Ma parole qu’il fait frette

Gabrielle Gasore de l'école secondaire Du Versant

Publié le 18 janvier 2016
Étudiant Outaouais

A qui revient cette idée folle d’avoir inventé la neige… J’aimerais vous dire que pour certains, ces flocons sont signes de bonheur, un soupçon de délices météorologiques. J’espère que pour vous, c’est  le cas et que l’hiver ne soit pas signe de frayeur cauchemardesque. Parce que pour d’autres, c’est le joker en personne! Il détériore nos pores cutanés, rackette nos portefeuilles sans oublier nos pauvres sentiments qui brouillent de noir par manque de vitamine D.

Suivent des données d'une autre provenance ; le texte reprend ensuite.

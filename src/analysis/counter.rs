//! Frequency counting for finite streams.
//!
//! [`WordCounter`] aggregates a finite stream of hashable values into
//! occurrence counts and extracts the top-K most frequent entries.
//!
//! # Examples
//!
//! ```
//! use quern::analysis::counter::WordCounter;
//!
//! let counter = WordCounter::new();
//! let words = ["1", "2", "3", "2", "3", "3"].map(String::from);
//!
//! let counts = counter.count(words.clone());
//! assert_eq!(counts.get("3"), Some(&3));
//!
//! let top = counter.top_count(words, 2).unwrap();
//! assert_eq!(top[0].word, "3");
//! assert_eq!(top[0].count, 3);
//! assert_eq!(top[1].word, "2");
//! assert_eq!(top[1].count, 2);
//! ```

use std::collections::hash_map::Entry;
use std::hash::Hash;

use ahash::AHashMap;
use serde::Serialize;

use crate::error::{QuernError, Result};

/// A word and the number of times it appears in a stream.
#[derive(Clone, Debug, PartialEq, Eq, Serialize)]
pub struct WordCount<T> {
    /// The counted word.
    pub word: T,

    /// How many times it occurred.
    pub count: usize,
}

impl<T> WordCount<T> {
    /// Create a new word/count pair.
    pub fn new(word: T, count: usize) -> Self {
        WordCount { word, count }
    }
}

/// A counter for the unique values in a finite stream.
#[derive(Clone, Debug, Default)]
pub struct WordCounter;

impl WordCounter {
    /// Create a new word counter.
    pub fn new() -> Self {
        WordCounter
    }

    /// Count each distinct value in `words`, consuming the stream fully.
    pub fn count<T, I>(&self, words: I) -> AHashMap<T, usize>
    where
        T: Eq + Hash,
        I: IntoIterator<Item = T>,
    {
        let mut counts = AHashMap::new();
        for word in words {
            *counts.entry(word).or_insert(0) += 1;
        }

        counts
    }

    /// The `max_words` most frequent values in `words`, strictly descending
    /// by count. Ties are broken by first appearance in the stream.
    ///
    /// # Errors
    ///
    /// Returns an out-of-range error if `max_words` is zero.
    pub fn top_count<T, I>(&self, words: I, max_words: usize) -> Result<Vec<WordCount<T>>>
    where
        T: Eq + Hash,
        I: IntoIterator<Item = T>,
    {
        if max_words == 0 {
            return Err(QuernError::out_of_range(
                "max_words must be greater than zero",
            ));
        }

        // Aggregate into first-appearance slots so the later stable sort
        // keeps stream order among equal counts.
        let mut slots: AHashMap<T, usize> = AHashMap::new();
        let mut counts: Vec<usize> = Vec::new();
        for word in words {
            match slots.entry(word) {
                Entry::Occupied(entry) => counts[*entry.get()] += 1,
                Entry::Vacant(entry) => {
                    entry.insert(counts.len());
                    counts.push(1);
                }
            }
        }

        let mut slotted: Vec<(usize, T)> =
            slots.into_iter().map(|(word, slot)| (slot, word)).collect();
        slotted.sort_unstable_by_key(|(slot, _)| *slot);

        let mut entries: Vec<WordCount<T>> = slotted
            .into_iter()
            .map(|(slot, word)| WordCount::new(word, counts[slot]))
            .collect();
        entries.sort_by(|a, b| b.count.cmp(&a.count));
        entries.truncate(max_words);

        Ok(entries)
    }
}
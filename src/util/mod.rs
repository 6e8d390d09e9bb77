//! Shared utility modules used across Quern components.

pub mod sliding_window;

pub use sliding_window::SlidingWindow;
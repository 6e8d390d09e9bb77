//! N-gram expansion filter implementation.
//!
//! [`NGramFilter`] expands a token stream into trailing n-grams: for every
//! incoming token it emits one n-gram per configured size whose window is
//! already full enough, smallest size first. A single sliding window sized
//! to the largest configured size backs the expansion.
//!
//! # Examples
//!
//! ```
//! use quern::analysis::stream::IntoStream;
//! use quern::analysis::token_filter::{Filter, NGramFilter};
//!
//! let filter = NGramFilter::new([1, 3]).unwrap();
//! let tokens = vec!["cat".to_string(), "sat".to_string(), "mat".to_string()];
//!
//! let grams: Vec<String> = filter
//!     .apply(tokens.into_stream())
//!     .unwrap()
//!     .map(|gram| gram.to_string())
//!     .collect();
//!
//! assert_eq!(grams, vec!["cat", "sat", "mat", "cat sat mat"]);
//! ```

use std::collections::VecDeque;
use std::marker::PhantomData;

use crate::analysis::ngram::NGram;
use crate::analysis::stream::Stream;
use crate::analysis::token_filter::Filter;
use crate::error::{QuernError, Result};
use crate::util::sliding_window::SlidingWindow;

/// A filter that generates trailing n-grams from a source stream.
///
/// Configured sizes are sorted ascending and deduplicated at construction,
/// so per input token the emitted n-grams come smallest first. Sizes larger
/// than the number of tokens seen so far simply wait until the window fills
/// enough before first emitting.
#[derive(Clone, Debug)]
pub struct NGramFilter<T> {
    /// The gram sizes to generate, ascending and distinct.
    sizes: Vec<usize>,

    _marker: PhantomData<fn() -> T>,
}

impl<T> NGramFilter<T> {
    /// Create a new n-gram filter for the given sizes.
    ///
    /// # Errors
    ///
    /// Returns an invalid-argument error if `sizes` yields no elements, or
    /// an out-of-range error if any size is zero.
    pub fn new<I: IntoIterator<Item = usize>>(sizes: I) -> Result<Self> {
        let mut sizes: Vec<usize> = sizes.into_iter().collect();
        if sizes.is_empty() {
            return Err(QuernError::invalid_argument(
                "at least one n-gram size is required",
            ));
        }
        if sizes.contains(&0) {
            return Err(QuernError::out_of_range(
                "n-gram sizes must be greater than zero",
            ));
        }

        // Sort so the smallest grams are emitted first; duplicates collapse.
        sizes.sort_unstable();
        sizes.dedup();

        Ok(NGramFilter {
            sizes,
            _marker: PhantomData,
        })
    }

    /// The configured gram sizes, ascending and distinct.
    pub fn sizes(&self) -> &[usize] {
        &self.sizes
    }

    /// The largest configured gram size.
    pub fn max_size(&self) -> usize {
        // sizes is sorted and non-empty by construction
        self.sizes[self.sizes.len() - 1]
    }
}

impl<T> Filter for NGramFilter<T>
where
    T: Clone + 'static,
{
    type In = T;
    type Out = NGram<T>;

    fn apply<'a>(&self, input: Stream<'a, T>) -> Result<Stream<'a, NGram<T>>> {
        // Each traversal gets its own window, so the stream carries no
        // state shared with the filter or with other traversals.
        Ok(Box::new(NGramStream {
            input,
            sizes: self.sizes.clone(),
            window: SlidingWindow::new(self.max_size())?,
            pending: VecDeque::new(),
        }))
    }

    fn name(&self) -> &'static str {
        "ngram"
    }
}

/// Lazy n-gram stream over a token stream.
struct NGramStream<'a, T> {
    input: Stream<'a, T>,
    sizes: Vec<usize>,
    window: SlidingWindow<T>,
    /// N-grams produced by the latest input token, drained before the next
    /// upstream pull.
    pending: VecDeque<NGram<T>>,
}

impl<T: Clone> Iterator for NGramStream<'_, T> {
    type Item = NGram<T>;

    fn next(&mut self) -> Option<NGram<T>> {
        loop {
            if let Some(gram) = self.pending.pop_front() {
                return Some(gram);
            }

            let token = self.input.next()?;
            self.window.append(token);

            for &size in &self.sizes {
                if self.window.len() >= size {
                    let start = self.window.len() - size;
                    let gram = NGram::from_window(&self.window, start, Some(size))
                        .expect("window holds at least `size` elements");
                    self.pending.push_back(gram);
                }
            }
        }
    }
}
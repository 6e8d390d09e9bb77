//! Basic word tokenizer implementation.

use crate::analysis::stream::{CharStream, TokenStream};
use crate::analysis::tokenizer::{CharClassifier, CharacterTokenizer, Tokenizer};
use crate::error::Result;

/// Classifier treating a character as part of a token iff it is neither
/// whitespace nor punctuation.
#[derive(Clone, Copy, Debug, Default)]
pub struct BasicClassifier;

impl CharClassifier for BasicClassifier {
    fn is_token_char(&self, c: char) -> bool {
        !c.is_whitespace() && !c.is_ascii_punctuation()
    }
}

/// A tokenizer that splits tokens on whitespace boundaries or punctuation
/// marks.
///
/// # Examples
///
/// ```
/// use quern::analysis::tokenizer::{BasicTokenizer, TokenizerExt};
///
/// let tokenizer = BasicTokenizer::new();
/// let tokens: Vec<String> = tokenizer.tokenize_str("Hello, world!").unwrap().collect();
///
/// assert_eq!(tokens, vec!["Hello", "world"]);
/// ```
#[derive(Clone, Debug)]
pub struct BasicTokenizer {
    inner: CharacterTokenizer<BasicClassifier>,
}

impl BasicTokenizer {
    /// Create a new basic tokenizer with the default read-buffer capacity.
    pub fn new() -> Self {
        BasicTokenizer {
            inner: CharacterTokenizer::new(BasicClassifier),
        }
    }

    /// Create a new basic tokenizer with the given read-buffer capacity.
    ///
    /// # Errors
    ///
    /// Returns an out-of-range error if `buffer_size` is zero.
    pub fn with_buffer_size(buffer_size: usize) -> Result<Self> {
        Ok(BasicTokenizer {
            inner: CharacterTokenizer::with_buffer_size(BasicClassifier, buffer_size)?,
        })
    }
}

impl Default for BasicTokenizer {
    fn default() -> Self {
        Self::new()
    }
}

impl Tokenizer for BasicTokenizer {
    fn tokenize<'a>(&self, source: CharStream<'a>) -> Result<TokenStream<'a>> {
        self.inner.tokenize(source)
    }

    fn name(&self) -> &'static str {
        "basic"
    }
}
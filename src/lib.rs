//! # Quern
//!
//! A small, composable text analysis pipeline for Rust.
//!
//! ## Features
//!
//! - Pure Rust implementation
//! - Lazy, pull-based stream processing end to end
//! - Pluggable character classification for tokenization
//! - Chainable stream filters (lowercase, minimum length, stop words)
//! - Sliding-window n-gram expansion
//! - Frequency counting with top-K selection
//!
//! ## Pipeline
//!
//! ```text
//! character source -> Tokenizer -> Filter chain -> [NGramFilter] -> WordCounter
//! ```
//!
//! Every stage pulls from its predecessor on demand; nothing is buffered
//! beyond what a stage's own algorithm requires.

pub mod analysis;
pub mod cli;
pub mod error;
pub mod util;

pub mod prelude {
    //! Commonly used types, re-exported for convenience.

    pub use crate::analysis::counter::{WordCount, WordCounter};
    pub use crate::analysis::ngram::NGram;
    pub use crate::analysis::stream::{CharStream, IntoStream, Stream, TokenStream};
    pub use crate::analysis::token_filter::{
        Filter, FilterChain, FilterExt, LowercaseFilter, MinLengthFilter, NGramFilter,
        StopWordFilter,
    };
    pub use crate::analysis::tokenizer::{
        BasicTokenizer, CharClassifier, CharacterTokenizer, Tokenizer, TokenizerExt,
    };
    pub use crate::error::{QuernError, Result};
    pub use crate::util::sliding_window::SlidingWindow;
}

// Version information
pub const VERSION: &str = env!("CARGO_PKG_VERSION");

C’en est assez d’acheter des manteaux que pour l’hiver, c’en est assez de ces hausses de factures de chauffage qui pompent cette veine en plein milleu du front de nos parents lorsque ce serait plutôt nos bêtises qui devraient les préoccuper.

Si l’idée derrière la neige était de frustrer, refrustrer et de re-refustrer. Eh bien bravo, c’est réussi! De plus, la salle d’urgence n’est-elle pas assez remplie de malades comme ça? Pourquoi y ajouter des fractures dues à des chutes, des rhumes, des microbes et compagnies!

Si passer vingt minutes à lacer nos bottes, un quart d’heure à nous vêtir et un bon dix minutes à rajuster notre capuchon nous émoustillent les papilles, le faire plus de dix fois dans la même journée, c’est fatigant! En plus, si on y ajoute le temps de chauffer l’automobile à chaque sortie, c’est le retard assuré!

Bien entendu, certains pourraient plaider la douceur, la fraicheur ainsi que la beauté de la neige et ça  serait assez compréhensible. Mais quand la belle en question augmente la quantité de cigarettes qui frôlent le bout de nos doigts, qu’elle gèle nos joues quand on attend l’autobus ou qu’elle nous pénètre jusqu’à la moelle à chaque fois qu’elle se promène main dans la main avec le vent…

Mais ne soyons pas pessimiste, il y a bien quelque douceur qu’elle cache… au plus profond d’elle.